Task statement: Using the records below, find every line that includes "carry" and copy it.

━━━ Dataset

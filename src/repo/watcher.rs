//! The watcher boundary: a producer emits `AppEvent`s (from a Kubernetes
//! informer or any other source of truth for Application/ApplicationSet
//! objects); [`super::RepoIndex`] is the single consumer.
//!
//! The concrete informer is an external collaborator — only the event
//! shape and the index's consumption loop are part of the core.

use tokio::sync::mpsc;

use crate::model::{Application, ApplicationSet};

/// What happened to a watched object.
#[derive(Debug, Clone, Copy, PartialEq, Eq)]
pub enum AppEventKind {
    Add,
    Update,
    Delete,
}

/// One change to an Application or ApplicationSet, as reported by the
/// watcher. `Update` carries both the previous and current value since the
/// two may name different repos (the index must un-index the old source
/// before indexing the new one).
#[derive(Debug, Clone)]
pub enum AppEvent {
    App {
        kind: AppEventKind,
        old: Option<Application>,
        new: Option<Application>,
    },
    AppSet {
        kind: AppEventKind,
        old: Option<ApplicationSet>,
        new: Option<ApplicationSet>,
    },
}

impl AppEvent {
    #[must_use]
    pub fn app_added(app: Application) -> Self {
        AppEvent::App {
            kind: AppEventKind::Add,
            old: None,
            new: Some(app),
        }
    }

    #[must_use]
    pub fn app_updated(old: Application, new: Application) -> Self {
        AppEvent::App {
            kind: AppEventKind::Update,
            old: Some(old),
            new: Some(new),
        }
    }

    #[must_use]
    pub fn app_deleted(app: Application) -> Self {
        AppEvent::App {
            kind: AppEventKind::Delete,
            old: Some(app),
            new: None,
        }
    }
}

/// Drive a [`super::RepoIndex`] from a channel of watcher events until the
/// sender is dropped. Intended to run as a long-lived background task; the
/// index applies each event serially so readers always see a consistent
/// state for a given repo.
pub async fn run_index_consumer(index: std::sync::Arc<super::RepoIndex>, mut events: mpsc::Receiver<AppEvent>) {
    while let Some(event) = events.recv().await {
        index.apply(event);
    }
}
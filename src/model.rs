//! Core data types shared by every component: repo sources, the commit-state
//! lattice, per-application results and the pull/merge request descriptor.

use std::collections::HashMap;
use std::sync::Arc;

use serde::{Deserialize, Serialize};

/// Outcome of a single check run against a single application.
///
/// Totally ordered; `max` over a set of states is the "worst state" used to
/// drive the commit status (see [`CommitState`]).
#[derive(Debug, Clone, Copy, PartialEq, Eq, PartialOrd, Ord, Hash, Serialize, Deserialize)]
#[serde(rename_all = "PascalCase")]
pub enum CommitState {
    None,
    Skip,
    Success,
    Running,
    Warning,
    Failure,
    Error,
    Panic,
}

impl CommitState {
    /// Worst (numerically greatest) state across a set, `None` if empty.
    #[must_use]
    pub fn worst(states: impl IntoIterator<Item = CommitState>) -> CommitState {
        states.into_iter().max().unwrap_or(CommitState::None)
    }

    /// Name without decoration, used when composing a result's nested
    /// `<details>` summary line (`"<summary> <state.Bare> <emoji>"`).
    #[must_use]
    pub fn bare(self) -> &'static str {
        match self {
            CommitState::None => "None",
            CommitState::Skip => "Skip",
            CommitState::Success => "Success",
            CommitState::Running => "Running",
            CommitState::Warning => "Warning",
            CommitState::Failure => "Failure",
            CommitState::Error => "Error",
            CommitState::Panic => "Panic",
        }
    }

    /// `true` for states that should not be rendered in the final comment:
    /// "no changes detected" or intentional no-ops don't get a nested
    /// `<details>` block.
    #[must_use]
    pub fn is_none(self) -> bool {
        matches!(self, CommitState::None)
    }
}

/// Result of running one [`crate::pipeline::CheckProcessor`] against one
/// application.
#[derive(Debug, Clone, Serialize, Deserialize)]
pub struct CheckResult {
    pub state: CommitState,
    pub summary: String,
    pub details: String,
    #[serde(default)]
    pub no_changes_detected: bool,
}

impl CheckResult {
    #[must_use]
    pub fn new(state: CommitState, summary: impl Into<String>, details: impl Into<String>) -> Self {
        Self {
            state,
            summary: summary.into(),
            details: details.into(),
            no_changes_detected: false,
        }
    }

    #[must_use]
    pub fn skip(summary: impl Into<String>) -> Self {
        Self::new(CommitState::Skip, summary, String::new())
    }

    #[must_use]
    pub fn no_changes() -> Self {
        Self {
            state: CommitState::Skip,
            summary: String::new(),
            details: String::new(),
            no_changes_detected: true,
        }
    }

    #[must_use]
    pub fn error(summary: impl Into<String>, details: impl Into<String>) -> Self {
        Self::new(CommitState::Error, summary, details)
    }

    /// Whether this result is kept in the rendered comment: results that
    /// are `NoChangesDetected` or `Skip` are dropped.
    #[must_use]
    pub fn is_rendered(&self) -> bool {
        !self.no_changes_detected && self.state != CommitState::Skip
    }
}

/// Ordered sequence of results for one application, in the order the check
/// pipeline produced them.
pub type AppResults = Vec<CheckResult>;

/// Helm-specific parts of an [`AppSource`].
#[derive(Debug, Clone, Default, Serialize, Deserialize)]
pub struct HelmSource {
    #[serde(default)]
    pub value_files: Vec<String>,
    #[serde(default)]
    pub file_parameters: Vec<HelmFileParameter>,
}

#[derive(Debug, Clone, Serialize, Deserialize)]
pub struct HelmFileParameter {
    pub path: String,
}

/// Kustomize-specific marker: presence alone (no extra fields needed today)
/// tells [`crate::repo::kustomize`] to walk the source tree.
#[derive(Debug, Clone, Default, Serialize, Deserialize)]
pub struct KustomizeSource;

/// One source entry of an Application/ApplicationSet. Most apps have a
/// single source; multi-source apps carry several.
#[derive(Debug, Clone, Serialize, Deserialize)]
pub struct AppSource {
    pub repo_url: String,
    pub path: String,
    #[serde(default)]
    pub helm: Option<HelmSource>,
    #[serde(default)]
    pub kustomize: Option<KustomizeSource>,
    #[serde(default)]
    pub target_revision: String,
}

/// An Argo-CD `Application`. Identified by name; may carry one or more
/// sources (multi-source apps).
#[derive(Debug, Clone, Serialize, Deserialize)]
pub struct Application {
    pub name: Arc<str>,
    pub sources: Vec<AppSource>,
    #[serde(default)]
    pub destination_namespace: String,
    #[serde(default)]
    pub project: String,
}

impl Application {
    #[must_use]
    pub fn single_source(name: impl Into<Arc<str>>, source: AppSource) -> Self {
        Self {
            name: name.into(),
            sources: vec![source],
            destination_namespace: String::new(),
            project: String::new(),
        }
    }
}

/// An Argo-CD `ApplicationSet`. Structurally the same identity shape as
/// [`Application`]; kept as a distinct type so the two directories in
/// [`crate::repo::RepoIndex`] can't be confused at the type level.
#[derive(Debug, Clone, Serialize, Deserialize)]
pub struct ApplicationSet {
    pub name: Arc<str>,
    pub sources: Vec<AppSource>,
}

/// Immutable descriptor of the pull/merge request under test, constructed by
/// the VCS client when it parses the webhook.
#[derive(Debug, Clone)]
pub struct PullRequest {
    pub base_ref: String,
    pub head_ref: String,
    pub default_branch: String,
    pub clone_url: String,
    pub full_name: String,
    pub owner: String,
    pub name: String,
    pub check_id: i64,
    pub sha: String,
    pub labels: Vec<String>,
    pub username: String,
    pub email: String,
    /// Freeform, platform-specific config blob (VCS type, base URL, ...).
    pub config: HashMap<String, String>,
}

impl PullRequest {
    /// Stable identity used to deduplicate shutdown-drop notifications.
    #[must_use]
    pub fn dedup_key(&self) -> (String, i64) {
        (self.full_name.clone(), self.check_id)
    }
}
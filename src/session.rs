use serde::{Deserialize, Serialize};

use crate::artifact::ArtifactList;
use crate::error::UpstreamError;
use crate::fence::{extract, strip_fences};
use crate::preview::{compose, PreviewDocument};

#[derive(Debug, Clone, Copy, PartialEq, Eq, Serialize, Deserialize)]
#[serde(rename_all = "lowercase")]
pub enum Role {
    User,
    Assistant,
}

/// One turn of the conversation, as sent back to the model
#[derive(Debug, Clone, PartialEq, Eq, Serialize, Deserialize)]
pub struct ChatMessage {
    pub role: Role,
    pub content: String,
}

/// What a single assistant reply changed
#[derive(Debug, Clone, PartialEq, Eq)]
pub struct TurnOutcome {
    /// Reply with code blocks removed, for the chat view
    pub display_text: String,
    /// Whether the reply replaced the current artifacts
    pub code_updated: bool,
}

/// State of one generation conversation.
///
/// Each reply that contains code replaces the whole artifact list and
/// preview; a reply without code leaves both untouched.
#[derive(Debug, Clone, Default)]
pub struct Session {
    messages: Vec<ChatMessage>,
    artifacts: ArtifactList,
    preview: Option<PreviewDocument>,
}

impl Session {
    pub fn new() -> Self {
        Self::default()
    }

    pub fn push_user(&mut self, text: impl Into<String>) {
        self.messages.push(ChatMessage {
            role: Role::User,
            content: text.into(),
        });
    }

    /// Record an assistant reply and refresh the project if it has code.
    pub fn apply_response(&mut self, text: &str) -> TurnOutcome {
        self.messages.push(ChatMessage {
            role: Role::Assistant,
            content: text.to_string(),
        });

        let artifacts = extract(text);
        let code_updated = !artifacts.is_empty();
        if code_updated {
            log::info!("Reply produced {} code artifacts", artifacts.len());
            self.preview = Some(compose(&artifacts));
            self.artifacts = artifacts;
        } else {
            log::debug!("Reply has no complete code block; keeping current artifacts");
        }

        let stripped = strip_fences(text);
        let display_text = if stripped.is_empty() {
            text.trim().to_string()
        } else {
            stripped
        };

        TurnOutcome {
            display_text,
            code_updated,
        }
    }

    /// Record a failed request as an assistant turn.
    pub fn apply_failure(&mut self, err: &UpstreamError) -> String {
        log::error!("Assistant request failed: {}", err);
        let text = err.user_message();
        self.messages.push(ChatMessage {
            role: Role::Assistant,
            content: text.clone(),
        });
        text
    }

    pub fn messages(&self) -> &[ChatMessage] {
        &self.messages
    }

    /// Conversation to send with the next request
    pub fn outbound_messages(&self) -> Vec<ChatMessage> {
        self.messages.clone()
    }

    pub fn artifacts(&self) -> &ArtifactList {
        &self.artifacts
    }

    /// Current preview; `None` until a reply has produced code
    pub fn preview(&self) -> Option<&PreviewDocument> {
        self.preview.as_ref()
    }
}
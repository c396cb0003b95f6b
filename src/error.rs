use thiserror::Error;

pub type SiteGenResult<T> = Result<T, SiteGenError>;

/// Failures of the operations around the core pipeline.
///
/// Extraction and composition never fail; these cover configuration,
/// packaging and file handling.
#[derive(Error, Debug)]
pub enum SiteGenError {
    #[error("I/O error: {0}")]
    Io(#[from] std::io::Error),

    #[error("Config error: {0}")]
    Config(String),

    #[error("JSON error: {0}")]
    Json(String),

    #[error("Archive error: {0}")]
    Archive(String),

    #[error("Nothing to bundle: no code artifacts were extracted")]
    EmptyBundle,

    #[error(transparent)]
    Upstream(#[from] UpstreamError),
}

impl From<serde_yaml::Error> for SiteGenError {
    fn from(err: serde_yaml::Error) -> Self {
        SiteGenError::Config(err.to_string())
    }
}

impl From<serde_json::Error> for SiteGenError {
    fn from(err: serde_json::Error) -> Self {
        SiteGenError::Json(err.to_string())
    }
}

impl From<zip::result::ZipError> for SiteGenError {
    fn from(err: zip::result::ZipError) -> Self {
        SiteGenError::Archive(err.to_string())
    }
}

/// Classified failure at the LLM boundary.
#[derive(Error, Debug, Clone, PartialEq, Eq)]
pub enum UpstreamError {
    /// Network or HTTP failure reported by the collaborator.
    #[error("Transport error: {0}")]
    Transport(String),

    /// The body did not have the expected message structure.
    #[error("Malformed response: {0}")]
    MalformedResponse(String),

    /// The provider blocked the content.
    #[error("Upstream refusal: {0}")]
    Refusal(String),
}

impl UpstreamError {
    /// Detail text without the classification prefix.
    pub fn detail(&self) -> &str {
        match self {
            UpstreamError::Transport(msg)
            | UpstreamError::MalformedResponse(msg)
            | UpstreamError::Refusal(msg) => msg,
        }
    }

    /// Chat-facing text shown in place of an assistant reply.
    pub fn user_message(&self) -> String {
        format!("Sorry, I encountered an error: {}", self.detail())
    }
}

#[cfg(test)]
mod tests {
    use super::*;

    #[test]
    fn test_user_message_uses_detail() {
        let err = UpstreamError::Transport("connection reset".to_string());
        assert_eq!(
            err.user_message(),
            "Sorry, I encountered an error: connection reset"
        );
        assert_eq!(err.to_string(), "Transport error: connection reset");
    }

    #[test]
    fn test_upstream_converts_into_site_gen_error() {
        let err: SiteGenError = UpstreamError::Refusal("blocked".to_string()).into();
        assert!(matches!(err, SiteGenError::Upstream(UpstreamError::Refusal(_))));
        assert_eq!(err.to_string(), "Upstream refusal: blocked");
    }
}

━━━━━━

The completed task:
/// single source; multi-source apps carry several.
/// An Argo-CD `Application`. Identified by name; may carry one or more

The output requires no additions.